Tuesday, August 16, 2005

The Brown Bunny

Two things have made Vincent Gallo's The Brown Bunny infamous, and neither one has much to do with the experience of watching the movie.

(1) On its first screening at Cannes, the audience loathed the movie. Walk-outs were common, critics vocally complained afterwards; Roger Ebert went so far as to call The Brown Bunny the worst film ever to screen at the Cannes Film Festival. This caused Gallo to publicly wish colon cancer on Roger Ebert, which he then proceeded to announce that he already had.

(2) Gallo's ex-girlfriend, Chloe Sevigny, blows him on-screen at the end of the film.

I can't really imagine why the film was so poorly received at first. Granted, the version they saw at Cannes was about 20 minutes longer than the version I saw, which arrives today on DVD. Granted as well, the movie is quite slow, dull even, and includes a lot of extended shots of mundanity seemingly designed to tire the audience.

But still...Cannes attendees have got to be among the more patient audiences around. I mean, we're not talking about a Saturday matinee at the Universal CityWalk here...this is a film-literate group, right?

I can imagine why an on-screen blowjob demanded some attention. It's surprising to see a footage of a semi-famous actress with a penis in her mouth. (Now, a famous heiress with a penis in her mouth...that's not at all surprising to see.)



But how is the movie?

It's pretty good, actually. Well, allow me to temper that. It's pretty not at all bad. Misguided, yes, and as I said, occasionally quite dull. The film opens with a steady several-minute-long shot of a motorcycle race, but it's shot from such a distance away, we can't really tell one rider from the other. We can tell there is something dramatic happening, but we lack the ability to see through the muddle and figure out exactly what it is.
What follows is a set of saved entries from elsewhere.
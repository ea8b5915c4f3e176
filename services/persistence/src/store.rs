//! Durable store contract
//!
//! The store is an abstract keyed table: order identifier → raw JSON
//! payload. Two adapters implement it: PostgreSQL for production
//! ([`crate::pg`]) and an in-memory map for tests and local runs
//! ([`crate::memory`]).

use async_trait::async_trait;
use bytes::Bytes;
use std::fmt;
use thiserror::Error;
use types::ids::OrderUid;

// ── Errors ──────────────────────────────────────────────────────────

#[derive(Error, Debug)]
pub enum StoreError {
    #[error("store unavailable: {0}")]
    Unavailable(String),
}

impl StoreError {
    /// Wrap any backend failure as an availability error.
    pub fn unavailable(err: impl fmt::Display) -> Self {
        StoreError::Unavailable(err.to_string())
    }
}

// ── Contract ────────────────────────────────────────────────────────

/// Durable keyed storage for order documents.
///
/// `upsert` is idempotent: re-applying the same `(uid, payload)` pair
/// any number of times yields the same stored state, which is what
/// makes at-least-once redelivery safe for the ingestion pipeline.
#[async_trait]
pub trait OrderStore: Send + Sync {
    /// Return every currently stored record.
    ///
    /// Used exactly once, at startup, to seed the cache. A failure here
    /// is fatal to process startup.
    async fn bootstrap(&self) -> Result<Vec<(OrderUid, Bytes)>, StoreError>;

    /// Write or atomically replace the record for `uid`.
    ///
    /// Insert-or-update semantics: a second upsert with the same
    /// identifier and a different payload deterministically replaces
    /// the stored payload.
    async fn upsert(&self, uid: &OrderUid, payload: &str) -> Result<(), StoreError>;
}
This is Gallo's entire concept with the film. He wants to show us moments from the life of a very sad man, but withholds the key to understanding his sadness until the very, very end. Usually, if a movie wants to save some sort of tragic backstory until the end, as a surprise, it will at least give you hints as to what's in store.

Brown Bunny takes a different tack. Motorcycle racer Bud Clay (Gallo) finishes up with the race in New Hampshire and heads in his van for California. The road trip will take the entire length of the film. He stops a few times along the way, talking to girls and trying to win them over. It works a few times, but then he always takes off after proving to himself that he can still win someone's affection. He reveals nothing of himself to either these women or to the audience.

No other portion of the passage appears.